» Activity:
Range to reproduce from the entries below: the line with "Milliseconds for a", the line with "let mut out", and every line in between. Give them exactly and give nothing else.

*** Opening of The data ***

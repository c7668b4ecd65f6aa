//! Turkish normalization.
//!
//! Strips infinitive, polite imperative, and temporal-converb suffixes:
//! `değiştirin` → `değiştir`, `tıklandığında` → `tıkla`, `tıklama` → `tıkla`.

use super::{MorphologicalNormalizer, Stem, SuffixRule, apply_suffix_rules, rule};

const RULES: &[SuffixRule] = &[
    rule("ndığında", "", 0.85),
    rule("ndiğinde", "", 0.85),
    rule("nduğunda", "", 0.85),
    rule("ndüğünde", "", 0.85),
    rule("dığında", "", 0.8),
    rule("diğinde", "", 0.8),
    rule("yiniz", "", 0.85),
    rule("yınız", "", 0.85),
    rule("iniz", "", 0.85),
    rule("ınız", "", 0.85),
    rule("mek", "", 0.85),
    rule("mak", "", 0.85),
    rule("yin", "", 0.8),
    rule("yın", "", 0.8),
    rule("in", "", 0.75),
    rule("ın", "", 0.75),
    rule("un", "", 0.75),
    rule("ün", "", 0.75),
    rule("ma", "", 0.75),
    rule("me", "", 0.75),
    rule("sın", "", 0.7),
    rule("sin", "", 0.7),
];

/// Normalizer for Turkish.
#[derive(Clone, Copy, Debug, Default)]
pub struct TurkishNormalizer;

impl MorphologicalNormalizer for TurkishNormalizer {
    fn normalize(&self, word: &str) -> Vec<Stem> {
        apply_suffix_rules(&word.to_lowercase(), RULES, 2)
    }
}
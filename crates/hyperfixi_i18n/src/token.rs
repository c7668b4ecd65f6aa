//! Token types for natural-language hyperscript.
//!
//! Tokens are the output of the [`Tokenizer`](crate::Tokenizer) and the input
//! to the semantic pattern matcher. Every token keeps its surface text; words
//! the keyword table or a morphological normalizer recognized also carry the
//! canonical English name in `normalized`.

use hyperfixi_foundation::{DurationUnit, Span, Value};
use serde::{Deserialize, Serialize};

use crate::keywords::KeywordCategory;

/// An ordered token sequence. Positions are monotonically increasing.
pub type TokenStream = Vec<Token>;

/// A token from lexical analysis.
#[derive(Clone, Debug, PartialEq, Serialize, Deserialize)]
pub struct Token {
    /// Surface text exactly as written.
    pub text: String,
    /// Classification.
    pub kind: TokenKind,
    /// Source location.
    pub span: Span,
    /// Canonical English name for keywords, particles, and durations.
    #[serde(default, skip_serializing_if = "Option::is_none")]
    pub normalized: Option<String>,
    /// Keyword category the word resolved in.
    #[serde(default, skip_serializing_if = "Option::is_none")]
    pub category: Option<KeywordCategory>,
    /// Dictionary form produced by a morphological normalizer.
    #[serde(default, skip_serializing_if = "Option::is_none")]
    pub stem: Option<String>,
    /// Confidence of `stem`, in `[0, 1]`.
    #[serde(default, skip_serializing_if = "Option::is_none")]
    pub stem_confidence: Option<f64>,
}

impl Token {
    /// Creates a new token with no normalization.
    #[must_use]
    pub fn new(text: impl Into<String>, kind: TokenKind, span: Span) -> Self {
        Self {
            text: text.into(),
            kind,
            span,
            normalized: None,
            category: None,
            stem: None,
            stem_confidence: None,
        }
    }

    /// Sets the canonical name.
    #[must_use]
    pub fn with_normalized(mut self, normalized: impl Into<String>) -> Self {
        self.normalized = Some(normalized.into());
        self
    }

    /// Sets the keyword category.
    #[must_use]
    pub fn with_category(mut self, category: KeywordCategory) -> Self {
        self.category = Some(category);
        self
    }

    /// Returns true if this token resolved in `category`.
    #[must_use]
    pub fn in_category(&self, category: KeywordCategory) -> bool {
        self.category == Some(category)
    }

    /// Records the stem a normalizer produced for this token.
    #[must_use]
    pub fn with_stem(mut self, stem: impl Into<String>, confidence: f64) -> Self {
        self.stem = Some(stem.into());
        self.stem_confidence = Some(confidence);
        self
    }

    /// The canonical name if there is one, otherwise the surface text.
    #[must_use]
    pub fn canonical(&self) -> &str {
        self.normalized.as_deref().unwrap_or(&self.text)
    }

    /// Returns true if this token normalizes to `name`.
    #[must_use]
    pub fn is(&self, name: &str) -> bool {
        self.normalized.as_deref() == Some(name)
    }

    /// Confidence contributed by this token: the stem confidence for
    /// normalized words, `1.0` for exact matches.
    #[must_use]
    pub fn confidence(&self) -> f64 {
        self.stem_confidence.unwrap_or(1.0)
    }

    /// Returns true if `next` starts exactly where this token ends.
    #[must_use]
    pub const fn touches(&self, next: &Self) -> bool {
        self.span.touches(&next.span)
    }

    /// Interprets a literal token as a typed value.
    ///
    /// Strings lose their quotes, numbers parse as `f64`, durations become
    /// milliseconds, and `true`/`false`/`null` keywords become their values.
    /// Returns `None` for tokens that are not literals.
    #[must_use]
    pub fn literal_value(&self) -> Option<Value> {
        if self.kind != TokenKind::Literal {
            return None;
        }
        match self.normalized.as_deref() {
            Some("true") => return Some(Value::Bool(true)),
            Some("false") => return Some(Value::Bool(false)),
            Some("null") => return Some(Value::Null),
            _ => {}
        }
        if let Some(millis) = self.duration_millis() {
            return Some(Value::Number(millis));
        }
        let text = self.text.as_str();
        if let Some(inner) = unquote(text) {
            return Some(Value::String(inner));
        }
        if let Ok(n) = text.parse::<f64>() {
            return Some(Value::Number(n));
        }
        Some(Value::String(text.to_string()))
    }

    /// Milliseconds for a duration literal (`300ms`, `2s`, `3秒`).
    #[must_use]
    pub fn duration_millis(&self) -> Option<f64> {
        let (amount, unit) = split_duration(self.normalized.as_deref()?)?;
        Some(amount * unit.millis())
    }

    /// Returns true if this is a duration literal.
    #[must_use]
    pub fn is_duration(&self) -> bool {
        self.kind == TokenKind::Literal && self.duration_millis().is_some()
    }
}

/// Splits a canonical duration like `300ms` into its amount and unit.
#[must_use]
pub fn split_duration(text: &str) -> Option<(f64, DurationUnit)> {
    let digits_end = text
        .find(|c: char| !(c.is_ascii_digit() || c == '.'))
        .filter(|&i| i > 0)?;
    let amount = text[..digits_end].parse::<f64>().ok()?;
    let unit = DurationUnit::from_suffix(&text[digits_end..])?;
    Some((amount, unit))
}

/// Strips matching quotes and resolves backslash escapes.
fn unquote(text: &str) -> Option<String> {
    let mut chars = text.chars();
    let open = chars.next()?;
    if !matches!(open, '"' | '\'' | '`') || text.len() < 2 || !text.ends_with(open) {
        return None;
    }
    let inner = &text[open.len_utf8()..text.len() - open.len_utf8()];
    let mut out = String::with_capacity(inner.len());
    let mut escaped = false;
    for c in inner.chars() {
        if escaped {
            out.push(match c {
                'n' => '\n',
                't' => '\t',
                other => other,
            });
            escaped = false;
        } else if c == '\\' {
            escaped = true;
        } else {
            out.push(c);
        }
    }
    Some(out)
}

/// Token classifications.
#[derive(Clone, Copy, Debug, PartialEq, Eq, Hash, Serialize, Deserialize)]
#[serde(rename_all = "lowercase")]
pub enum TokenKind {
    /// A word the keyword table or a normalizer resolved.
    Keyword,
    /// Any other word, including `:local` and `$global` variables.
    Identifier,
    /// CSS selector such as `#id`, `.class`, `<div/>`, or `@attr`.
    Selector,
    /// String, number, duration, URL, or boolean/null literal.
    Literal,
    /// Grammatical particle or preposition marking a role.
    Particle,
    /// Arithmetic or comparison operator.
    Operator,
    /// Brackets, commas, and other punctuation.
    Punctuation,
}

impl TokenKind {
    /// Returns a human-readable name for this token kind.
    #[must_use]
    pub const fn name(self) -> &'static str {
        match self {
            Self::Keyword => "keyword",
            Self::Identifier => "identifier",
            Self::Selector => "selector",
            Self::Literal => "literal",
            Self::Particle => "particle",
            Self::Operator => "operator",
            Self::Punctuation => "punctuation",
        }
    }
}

*** Close of The data ***

» Result of the task:
    /// Milliseconds for a duration literal (`300ms`, `2s`, `3秒`).
    #[must_use]
    pub fn duration_millis(&self) -> Option<f64> {
        let (amount, unit) = split_duration(self.normalized.as_deref()?)?;
        Some(amount * unit.millis())
    }

    /// Returns true if this is a duration literal.
    #[must_use]
    pub fn is_duration(&self) -> bool {
        self.kind == TokenKind::Literal && self.duration_millis().is_some()
    }
}

/// Splits a canonical duration like `300ms` into its amount and unit.
#[must_use]
pub fn split_duration(text: &str) -> Option<(f64, DurationUnit)> {
    let digits_end = text
        .find(|c: char| !(c.is_ascii_digit() || c == '.'))
        .filter(|&i| i > 0)?;
    let amount = text[..digits_end].parse::<f64>().ok()?;
    let unit = DurationUnit::from_suffix(&text[digits_end..])?;
    Some((amount, unit))
}

/// Strips matching quotes and resolves backslash escapes.
fn unquote(text: &str) -> Option<String> {
    let mut chars = text.chars();
    let open = chars.next()?;
    if !matches!(open, '"' | '\'' | '`') || text.len() < 2 || !text.ends_with(open) {
        return None;
    }
    let inner = &text[open.len_utf8()..text.len() - open.len_utf8()];
    let mut out = String::with_capacity(inner.len());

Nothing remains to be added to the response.